Des modèles de souris et rats trisomiques 21 ont été créés et testent de futurs médicaments. En 25 ans, plus de 800 projets de recherche, dans 20 pays différents, ont été financés par la Fondation Jérôme Lejeune.

On sait aussi aujourd’hui que la recherche sur la trisomie 21 bénéficie à d’autres pathologies : c’est le cas par exemple de la maladie d’Alzheimer (prévalente dans la trisomie 21), ou au contraire du cancer du sein (quasi inexistant dans la trisomie 21). C’est la recherche sur les pathologies croisées.
Pour autant, la recherche est longue, et l’est d’autant plus qu’un traitement qui fonctionne dans la population générale ne fonctionnera pas forcément de la même façon dans la population porteuse de trisomie 21 : il faut ajuster les dosages, la posologie, évaluer les effets secondaires possibles… C’est par exemple le cas de certains traitements pour la leucémie*. Devant des résultats décevants au terme d’une étude clinique, il ne faut donc pas nécessairement abandonner la voie explorée, mais parfois juste repenser le dosage ou les critères d’évaluation de l’effet. Cela ouvre des pistes supplémentaires.

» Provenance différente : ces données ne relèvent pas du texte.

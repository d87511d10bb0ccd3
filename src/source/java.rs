//! Java: `package` / `import` extraction
//!
//! Import targets are resolved against the package root: the file's
//! directory minus the path spelled by its `package` declaration. A
//! wildcard import `a.b.*` targets `a/b/*.java`, expanded later against
//! the package's source files. Static imports target the declaring class.

use crate::source::{FileId, LexSyntax, LexedSource, Reference, ReferenceKind, SourceLanguage};
use once_cell::sync::Lazy;
use regex::Regex;
use tracing::debug;

static SYNTAX: LexSyntax = LexSyntax {
    line_comments: &["//"],
    line_comment_terminators: &[],
    block_comment: Some(("/*", "*/")),
    string_quotes: &['"'],
    char_quote: Some('\''),
    escape: '\\',
    multiline_strings: false,
    text_block: Some("\"\"\""),
    embedded_code: None,
    header_name_directive: None,
};

static PACKAGE: Lazy<Regex> = Lazy::new(|| {
    Regex::new(r"^\s*package\s+([\w$]+(?:\s*\.\s*[\w$]+)*)\s*;").expect("valid package regex")
});

static IMPORT: Lazy<Regex> = Lazy::new(|| {
    Regex::new(r"^\s*import\s+(static\s+)?([\w$]+(?:\s*\.\s*[\w$]+)*(?:\s*\.\s*\*)?)\s*;")
        .expect("valid import regex")
});

/// Platform package prefixes treated as standard library
pub const STANDARD_LIBRARY_PREFIXES: &[&str] = &[
    "java.", "javax.", "jdk.", "sun.", "com.sun.", "org.w3c.", "org.xml.",
];

pub struct JavaSource;

impl SourceLanguage for JavaSource {
    fn name(&self) -> &'static str {
        "java"
    }

    fn extensions(&self) -> &'static [&'static str] {
        &["java"]
    }

    fn syntax(&self) -> &'static LexSyntax {
        &SYNTAX
    }

    fn extract_references(
        &self,
        file: &FileId,
        lines: &[String],
        lexed: &LexedSource,
    ) -> Vec<Reference> {
        let package = lexed
            .masked
            .iter()
            .find_map(|line| PACKAGE.captures(line))
            .map(|c| squash(&c[1]));
        let root = package_root(file, package.as_deref());

        let mut references = Vec::new();
        for (line_no, masked) in lexed.masked.iter().enumerate() {
            let Some(caps) = IMPORT.captures(masked) else {
                continue;
            };
            let is_static = caps.get(1).is_some();
            let name = squash(&caps[2]);
            let declaration = lines[line_no].trim();

            let kind = if is_standard_library(&name) {
                ReferenceKind::ImportStandardLibrary
            } else {
                ReferenceKind::Import
            };

            match import_target(root.as_deref(), &name, is_static) {
                Some(target) => references.push(Reference::new(
                    file.clone(),
                    Some(target),
                    kind,
                    declaration,
                    line_no,
                )),
                None => references.push(Reference::unparsable(
                    file.clone(),
                    declaration,
                    "Import names no class",
                    line_no,
                )),
            }
        }

        references
    }
}

/// Remove whitespace around `.` separators
fn squash(name: &str) -> String {
    name.chars().filter(|c| !c.is_whitespace()).collect()
}

pub fn is_standard_library(qualified: &str) -> bool {
    STANDARD_LIBRARY_PREFIXES
        .iter()
        .any(|prefix| qualified.starts_with(prefix))
}

/// Directory that package paths are relative to
fn package_root(file: &FileId, package: Option<&str>) -> Option<String> {
    let Some(package) = package else {
        return file.path.clone();
    };
    let package_dir = package.replace('.', "/");
    match file.directory() {
        Some(dir) if dir == package_dir => None,
        Some(dir) => match dir.strip_suffix(&package_dir) {
            Some(prefix) if prefix.ends_with('/') => {
                Some(prefix.trim_end_matches('/').to_string())
            }
            _ => {
                debug!(
                    "{}: package {} does not match its directory, resolving from package root",
                    file, package
                );
                None
            }
        },
        None => None,
    }
}

fn import_target(root: Option<&str>, name: &str, is_static: bool) -> Option<FileId> {
    let mut segments: Vec<&str> = name.split('.').filter(|s| !s.is_empty()).collect();
    if is_static {
        // Member (or `*`) of the declaring class
        segments.pop();
    }
    let last = segments.pop()?;
    let file_name = if last == "*" {
        "*.java".to_string()
    } else {
        format!("{}.java", last)
    };
    segments.push(&file_name);
    FileId::resolve(root, &segments.join("/"))
}

#[cfg(test)]
mod tests {
    use super::*;

    fn scan(name: &str, src: &str) -> Vec<Reference> {
        let file = FileId::parse(name);
        let lines: Vec<String> = src.lines().map(str::to_string).collect();
        JavaSource.scan(&file, &lines).references
    }

    const HELLO: &str = "package test_sources;\n\
        /*\n * what ever key words there are like import or package don't matter\n */\n\
        import java.io.*;\n\
        import test_sources.Other;\n\
        import  test_sources . util . * ;\n\
        import invisibleWorld;\n\
        import static test_sources.Consts.MAX;\n\
        public class HelloWorld {}";

    #[test]
    fn test_imports_resolve_against_package_root() {
        let refs = scan("project/test_sources/HelloWorld.java", HELLO);
        assert_eq!(refs.len(), 5, "got {:?}", refs);

        assert_eq!(refs[0].kind, ReferenceKind::ImportStandardLibrary);
        assert_eq!(refs[0].declaration, "import java.io.*;");

        assert_eq!(refs[1].kind, ReferenceKind::Import);
        assert_eq!(
            refs[1].target,
            Some(FileId::new(Some("project/test_sources"), "Other.java"))
        );

        assert_eq!(
            refs[2].target,
            Some(FileId::new(Some("project/test_sources/util"), "*.java"))
        );
        assert!(refs[2].is_wildcard());

        assert_eq!(
            refs[3].target,
            Some(FileId::new(Some("project"), "invisibleWorld.java"))
        );
        assert_eq!(
            refs[4].target,
            Some(FileId::new(Some("project/test_sources"), "Consts.java"))
        );
    }

    #[test]
    fn test_package_at_root_directory() {
        let refs = scan("test_sources/HelloWorld.java", HELLO);
        assert_eq!(refs[1].target, Some(FileId::new(Some("test_sources"), "Other.java")));
        assert_eq!(refs[3].target, Some(FileId::root("invisibleWorld.java")));
    }

    #[test]
    fn test_default_package_resolves_in_file_directory() {
        let refs = scan("src/Main.java", "import Helper;\nclass Main {}");
        assert_eq!(refs[0].target, Some(FileId::new(Some("src"), "Helper.java")));
    }

    #[test]
    fn test_commented_imports_are_ignored() {
        let refs = scan("Main.java", "// import a.B;\n/* import c.D; */\nclass Main {}");
        assert!(refs.is_empty());
    }

    #[test]
    fn test_standard_library_prefixes() {
        assert!(is_standard_library("javax.swing.JFrame"));
        assert!(is_standard_library("org.w3c.dom.Node"));
        assert!(!is_standard_library("javafx.scene.Scene"));
        assert!(!is_standard_library("org.example.Thing"));
    }
}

Lorsque l’on regarde en arrière, on constate donc de réels progrès qui sont chargés d’espoir parce que la recherche se poursuit, que de premiers médicaments sont à l’étude en phase préclinique, que les personnes porteuses de trisomie 21 vivent aujourd’hui mieux et plus longtemps qu’hier. Ce qui nous anime, c’est de poursuivre cet élan, pour offrir encore mieux demain aux personnes concernées et à leurs familles.

Cet article est une synthèse de la conférence donnée à Strasbourg pour une équipe de l’Institut, le 25 mai 2023.